Miles de títulos impresos se mostrarán ante nuestros ojos demandando su lectura. Algunos lo conseguirán, mientras que otros, lamentablemente la mayoría, se quedarán en los anaqueles esperando una mejor oportunidad en algún saldo o pasarán directamente al olvido. El esfuerzo de su autor habrá sido baldío. Con ello no quiero decir que no haya libros malos, que los hay y muchos, me refiero simplemente a las esperanzan que el autor tuvo en su creación y que a partir de ese momento en que es ignorada por el público se convertirá en frustración. Entre ellos se dan algunos títulos que no merecían el desprecio y que literariamente son valiosos. Por el contrario, otros que alcanzan el éxito de ventas, y se supone que el de lectores, no aportan mayor mérito que el de una acertada y costosa promoción editorial, sin que la calidad les acompañe. Eso sin contar las modas que, en este momento se orienta hacia la novela histórica sin que, en la mayoría de los casos, se presente la novela con calidad ni la aportación histórica documentada. Pero es la moda y a ella, persiguiendo más que nada el éxito comercial, se apuntan igualmente autores con popularidad como los perfectos desconocidos.
¿Tiene esto alguna relación con ‘Me viene a lamemoria’ que es el títulodel blog, preguntaréis? Pues sí la tiene. La primera vez que acudí la Feria del Libro lo hice en brazos de mi madre ya que el pediatra vivía en pleno Paseo de Recoletos que es donde entonces se organizaba; actualmente lo hace en el Parque de El Retiro. Fue, por tanto, una de mis primeras visiones del exterior de mi casa. Desde entonces no he faltado ningún año a la cita con la Feria que, aunque ha variado de fechas, se ha mantenido siempre en la estación primaveral. Y siempre con la presencia de la lluvia ya que es algo inseparable y tradicional. Algún día o algunos, de los quince que tiene de duración, la lluvia hace acto de presencia. Es algo asumido por los expositores.
Así ha sido durante las 66 ediciones anteriores y este año, seguro, volverá a ocurrir otro tanto. Sin embargo, a pesar de este ordinal, la Feria cumple 75 años ya que la primera se celebró en 1933. Ocurre que, durante algún tiempo, no hubo convocatoria debido a la situación que España vivía por entonces.
Recuerdo que los libreros y editoriales que exponían, preocupados por promocionar la lectura que, en definitiva, es su forma de ganarse la vida, regalaban a los niños cuentos. Al terminar el recorrido te encontrabas con una docena, al menos, de pequeños volúmenes en los que iniciabas tu relación con las letras. ‘Blancanieves’, ‘Caperucita’, ‘Los tres cerditos’, ‘Hansel y Gretel’…, todos los títulos infantiles, en ediciones sencillas, aptas para ser destrozadas por las inquietas manos infantiles.

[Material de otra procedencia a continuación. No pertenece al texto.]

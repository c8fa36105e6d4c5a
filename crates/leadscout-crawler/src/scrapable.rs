use std::collections::HashSet;
use std::sync::atomic::{AtomicUsize, Ordering};
use std::sync::{Arc, Mutex};

use tokio::sync::mpsc;

/// Scraping logic plugged into [`crawl_site`](crate::crawl_site).
///
/// One instance is created per worker thread, so shared output state belongs
/// in the `Config`.
pub trait Scrapable {
    type Config: Clone + Send + 'static;

    fn new(config: &Self::Config) -> anyhow::Result<Self>
    where
        Self: Sized;

    /// Called once per worker with the handle used to feed discovered URLs
    /// back into the frontier.
    fn init(&mut self, _tx_url: FrontierTx) {}

    /// URLs seeding the frontier.
    fn seed(&self) -> Vec<String>;

    fn scrap(&mut self, page: String, url: &str) -> anyhow::Result<()>;

    fn finalizer(&mut self) {}
}

/// Write side of the frontier.
///
/// Performs the seen-set check atomically with the enqueue decision, so a
/// URL discovered concurrently from several pages is enqueued at most once,
/// and enforces the per-crawl page cap.
#[derive(Debug, Clone)]
pub struct FrontierTx {
    tx: mpsc::UnboundedSender<String>,
    pending: Arc<AtomicUsize>,
    seen: Arc<Mutex<HashSet<String>>>,
    max_pages: Option<usize>,
}

impl FrontierTx {
    pub(crate) fn new(
        tx: mpsc::UnboundedSender<String>,
        pending: Arc<AtomicUsize>,
        seen: Arc<Mutex<HashSet<String>>>,
        max_pages: Option<usize>,
    ) -> Self {
        Self {
            tx,
            pending,
            seen,
            max_pages,
        }
    }

    /// Enqueues a URL unless it was already enqueued during this crawl or
    /// the page cap is reached. Returns whether the URL was accepted.
    pub fn send(&self, url: &str) -> bool {
        {
            let mut seen = self.seen.lock().unwrap();
            if self.max_pages.map_or(false, |max| seen.len() >= max) {
                log::debug!("Page cap reached, dropping {url}");
                return false;
            }
            if !seen.insert(url.to_string()) {
                return false;
            }
        }
        // Count before sending: once the URL is in the channel a download
        // may complete (and decrement) before this thread runs again.
        self.pending.fetch_add(1, Ordering::SeqCst);
        match self.tx.send(url.to_string()) {
            Ok(()) => true,
            Err(e) => {
                self.pending.fetch_sub(1, Ordering::SeqCst);
                log::error!("Couldn't enqueue URL: {e}");
                false
            }
        }
    }
}

#[cfg(test)]
mod tests {
    use super::*;

    fn frontier(max_pages: Option<usize>) -> (FrontierTx, mpsc::UnboundedReceiver<String>) {
        let (tx, rx) = mpsc::unbounded_channel();
        let pending = Arc::new(AtomicUsize::new(0));
        let seen = Arc::new(Mutex::new(HashSet::new()));
        (FrontierTx::new(tx, pending, seen, max_pages), rx)
    }

    #[test]
    fn url_is_enqueued_at_most_once() {
        let (tx, mut rx) = frontier(None);
        assert!(tx.send("https://x.com/about"));
        assert!(!tx.send("https://x.com/about"));
        assert_eq!(tx.pending.load(Ordering::SeqCst), 1);
        assert_eq!(rx.try_recv().ok().as_deref(), Some("https://x.com/about"));
        assert!(rx.try_recv().is_err());
    }

    #[test]
    fn failed_send_leaves_the_pending_count_untouched() {
        let (tx, rx) = frontier(None);
        drop(rx);
        assert!(!tx.send("https://x.com/about"));
        assert_eq!(tx.pending.load(Ordering::SeqCst), 0);
    }

    #[test]
    fn page_cap_bounds_the_frontier() {
        let (tx, _rx) = frontier(Some(2));
        assert!(tx.send("https://x.com/a"));
        assert!(tx.send("https://x.com/b"));
        assert!(!tx.send("https://x.com/c"));
        assert_eq!(tx.pending.load(Ordering::SeqCst), 2);
    }
}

También algún lapicero de propaganda, alguna goma de borrar, un papel secante, algún separador de páginas. Aquello ha desaparecido, ya no se regala nada más allá de la bolsa donde transportar los libros adquiridos. En la Feria actual no se ven niños. Se ve, eso sí, mucho “progre” que se enfada porque hay títulos de temas que a él no le interesan y que hasta increpan al vendedor. Normalmente temas de una historia reciente de nuestro país de la que el “progre” desconoce todo aunque presuma de saberlo todo. También personas mayores a las que sí interesa esa temática y le cuentan al vendedor su versión de los hechos. En general, la Fería es visitada por un número considerable de posibles compradores que año tras año van batiendo el record de asistentes y también de ventas. Sobre todo en aquellos stands donde el autor firma ejemplares. Es un indudable atractivo ya que al comprador le agrada tener el autográfo de sus autores favoritos. Lo triste es cuando ves a alguno de estos autores, aburrido, esperando que alguien se acerque a demandar su obra y su firma. Pero es el signo de los artistas; no siempre se consigue el aplauso del público.
Los turistas que llegan a Madrid también incluyen en su recorrido una visita a la Feria por lo que no es extraño encontrarse con determinados rasgos físicos que denotan la condición extranjera. Sean bienvenidos.
La Feria del Libro, dedicada este año a Iberoamérica, es un innegable signo de cultura que se produce tanto en Madrid como en otras capitales, al igual que en las de otros países y por eso, por tratarse de un acontecimiento cultural, es por lo que estamos obligados a defender su existencia y contribuir a su éxito con el fin de que perdure en el tiempo. No obstante, libros se venden durante todo el año. Es cuestión de acercarse a las librerias, revolver y adquirir el que más nos atraiga. Nuestro espíritu lo agradecerá.